It's fair to say that Roku (ROKU 0.15%) is going through a rough patch. Shares of the company behind the country's leading streaming-video hub have plummeted 87% since peaking two summers ago. The stock opened higher on Thursday, but only because it has announced another round of layoffs. 

Roku will be eliminating roughly 200 employees (6% of its workforce) as it moves to improve its cost structure. The move -- which also includes exiting or subleasing offices that it doesn't currently occupy -- will result in a total of $30 million to $35 million in one-time charges. A lot of companies have been trimming their head count lately, but it doesn't make corporate retreats any easier to stomach. 

I still see Roku trading higher a year from now, and possibly even substantially higher. Why am I an optimist when it's raining pink slips. Grab a sofa. Cradle the remote. Let's go channel surfing through the bullish argument for why Roku could be a more valuable investment by the springtime of 2024.  

There's always something good on TV

The bearish case on Roku is as clear as the picture on an OLED TV. The streaming pioneer broke into profitability through the first few quarters during the pandemic, but it's decidedly in the red right now. Last year was brutal on the bottom line, with losses getting larger with every passing quarter.

As a free ad-supported operating system, Roku is at the mercy of advertising. It's a rough place to be right now, with marketers paring back how much they're willing to spend to generate leads and brand awareness. the company recently posted the first sequential dip in average revenue per user in its nearly six years of public trading. 

It has a cash-rich balance sheet and is a niche leader, but its three largest competitors are all among the country's four most valuable companies by market cap. Can Roku continue to dominate the market selling dongles and striking deals with smart-TV manufacturers when three of its rivals have greater financial resources?

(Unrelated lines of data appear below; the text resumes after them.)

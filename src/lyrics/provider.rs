use crate::error::ProviderError;

use super::types::LyricResult;

/// A lyric lookup service.
///
/// `Ok(None)` means the service answered but has nothing usable for the
/// track; `Err` means the service could not be asked or its answer could not
/// be understood.
pub trait LyricProvider {
    /// Short human-readable name, used in progress output and logs.
    fn name(&self) -> &'static str;

    fn fetch(&self, artist: &str, title: &str) -> Result<Option<LyricResult>, ProviderError>;
}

I think I have most of the bearish points covered, so let's dive into the reasons to be bullish. Roku's popularity keeps growing. It closed out 2022 with 70 million active accounts, nearly 10 million more than it had a year earlier. Nearly half of that growth took place in its latest quarter, not a surprise given the seasonality of the business with a spike during the gift-giving holiday season.

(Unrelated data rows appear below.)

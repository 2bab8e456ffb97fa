use crate::config::ProviderSettings;
use crate::error::AppError;

use super::http::parse_base_url;
use super::lrclib::LrclibProvider;
use super::lyrics_ovh::LyricsOvhProvider;
use super::provider::LyricProvider;
use super::types::LyricResult;

/// Lyrics together with the provider that supplied them.
#[derive(Debug, Clone, PartialEq, Eq)]
pub struct Found {
    pub provider: &'static str,
    pub lyrics: LyricResult,
}

/// Ordered list of providers; the first one with lyrics wins.
pub struct ProviderChain {
    providers: Vec<Box<dyn LyricProvider>>,
}

impl ProviderChain {
    pub fn new(providers: Vec<Box<dyn LyricProvider>>) -> Self {
        Self { providers }
    }

    /// LRCLIB first (synced when available), then lyrics.ovh.
    pub fn standard(
        client: reqwest::blocking::Client,
        settings: &ProviderSettings,
    ) -> Result<Self, AppError> {
        let lrclib = parse_base_url(&settings.lrclib_url)
            .map_err(|e| AppError::InvalidConfig(format!("providers.lrclib_url {e}")))?;
        let lyrics_ovh = parse_base_url(&settings.lyrics_ovh_url)
            .map_err(|e| AppError::InvalidConfig(format!("providers.lyrics_ovh_url {e}")))?;

        Ok(Self::new(vec![
            Box::new(LrclibProvider::new(client.clone(), lrclib)),
            Box::new(LyricsOvhProvider::new(client, lyrics_ovh)),
        ]))
    }

    pub fn provider_names(&self) -> Vec<&'static str> {
        self.providers.iter().map(|p| p.name()).collect()
    }

    /// Ask each provider once, in order, and return the first usable answer.
    /// Results are never merged across providers.
    pub fn resolve(&self, artist: &str, title: &str) -> Option<Found> {
        for provider in &self.providers {
            let name = provider.name();
            tracing::debug!(provider = name, artist, title, "querying provider");

            match provider.fetch(artist, title) {
                Ok(Some(lyrics)) if !lyrics.text.trim().is_empty() => {
                    tracing::debug!(provider = name, synced = lyrics.synced, "provider hit");
                    return Some(Found {
                        provider: name,
                        lyrics,
                    });
                }
                Ok(_) => tracing::debug!(provider = name, "provider miss"),
                Err(e) => tracing::warn!(provider = name, error = %e, "provider failed"),
            }
        }
        None
    }
}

But at the end of the day, it's not just the number of homes powering up Roku. Engagement is also on the rise, with the average time spent on the platform per day growing from 3.6 hours a year ago to 3.8 hours now. 

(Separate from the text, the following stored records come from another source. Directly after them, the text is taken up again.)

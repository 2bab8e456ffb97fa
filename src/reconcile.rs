//! Decides what to do with a track's lyrics files given what is already on
//! disk and what the providers returned.

use std::fmt;

use crate::lyrics::LyricResult;
use crate::sidecar::SidecarState;

#[derive(Debug, Copy, Clone, PartialEq, Eq)]
pub enum SkipReason {
    SyncedPresent,
    NoLyricsFound,
}

impl fmt::Display for SkipReason {
    fn fmt(&self, f: &mut fmt::Formatter<'_>) -> fmt::Result {
        match self {
            Self::SyncedPresent => f.write_str("synced lyrics already present"),
            Self::NoLyricsFound => f.write_str("no lyrics found"),
        }
    }
}

#[derive(Debug, Clone, PartialEq, Eq)]
pub enum Action {
    Skip(SkipReason),
    /// Write a sidecar of the kind matching `synced`, overwriting one of the
    /// same kind.
    WriteNew(LyricResult),
    /// Delete the `.txt`, then write the `.lrc`.
    ReplaceWithSynced(LyricResult),
    /// Nothing new was found; the plain sidecar on disk is good enough.
    KeepExisting,
}

pub fn decide(state: SidecarState, fetched: Option<LyricResult>) -> Action {
    match (state, fetched) {
        (SidecarState::SyncedOnly, _) => Action::Skip(SkipReason::SyncedPresent),
        (SidecarState::PlainOnly, Some(lyrics)) if lyrics.synced => {
            Action::ReplaceWithSynced(lyrics)
        }
        (_, Some(lyrics)) => Action::WriteNew(lyrics),
        (SidecarState::PlainOnly, None) => Action::KeepExisting,
        (SidecarState::None, None) => Action::Skip(SkipReason::NoLyricsFound),
    }
}
use std::path::Path;

use lofty::prelude::{Accessor, TaggedFileExt};

use crate::error::MetadataError;

use super::model::TrackTags;

/// Source of artist/title tags for an audio file.
pub trait TagReader {
    fn read_tags(&self, path: &Path) -> Result<TrackTags, MetadataError>;
}

/// Reads tags with lofty, which maps Vorbis comments, ID3v2 frames and MP4
/// atoms onto the same accessors.
#[derive(Debug, Default, Clone, Copy)]
pub struct LoftyTagReader;

impl TagReader for LoftyTagReader {
    fn read_tags(&self, path: &Path) -> Result<TrackTags, MetadataError> {
        let tagged = lofty::read_from_path(path).map_err(|source| MetadataError::Read {
            path: path.to_path_buf(),
            source,
        })?;

        let Some(tag) = tagged.primary_tag().or_else(|| tagged.first_tag()) else {
            return Ok(TrackTags::default());
        };

        Ok(TrackTags::new(
            tag.artist().as_deref(),
            tag.title().as_deref(),
        ))
    }
}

A couple watching TV with their dog.

Image source: Getty Images.

Average revenue per user declined 5% between the third and fourth quarters last year. The audience and streaming hours are larger, but ad spending has turned cautious in this iffy economy.

At least one analyst thinks that the tide is starting to turn on that front. Susquehanna upgraded the stock on Monday, arguing that the scatter market -- the ads that aren't initially bought during the industry's up-fronts season -- seems to be turning the corner after bottoming out late last year. The analyst's $75 price target on the shares doesn't seem to offer a lot of near-term upside, but let's get into why Roku could be even higher than that a year from now.

In Thursday morning's 8K filing with the Securities and Exchange Commission announcing the restructuring, Roku is signaling a shift in its capital allocation. Management says it will "prioritize projects" that Roku "believes will have a higher return on investment."

There isn't a lot of color beyond that statement, but it's easy to connect the dots. Roku's belly flop into the red over the past year has stemmed from big investments in content and products as well as cutthroat pricing on its dongles to maintain its market share at almost double its nearest competitor. Supply chain snags also didn't help at one point. 

Before this week's restructuring announcement, analysts didn't see the company turning a profit until 2027. That's an eternity in today's discerning market, but those icy waters could be warming up. There's little reason to expect Roku to stop growing, especially as it expands its presence internationally. As long as the teetering economy doesn't tumble, the connected-TV advertising market should continue to recover as marketer spending pivots away from traditional linear TV. 

Roku won't revisit its 2021 all-time high just above $490 anytime soon. Market valuations have contracted, and there was a blast of helium in streaming stocks early in the pandemic that isn't justified at the moment.

Streaming video stocks remain a promising niche for investors, especially once weaker players start shaking out. Roku is flush with cash and trading at an enterprise value that is just 2.5 times its trailing revenue. If the timeline for a return to profitability starts to contract as its advertising business recovers, the stock could be back above $100 in a year, while still fetching a reasonable revenue multiple.

There could be plot twists along the way -- perhaps even an outright acquisition by one of its distant and jealous but cash-rich rivals -- but the static is starting to clear.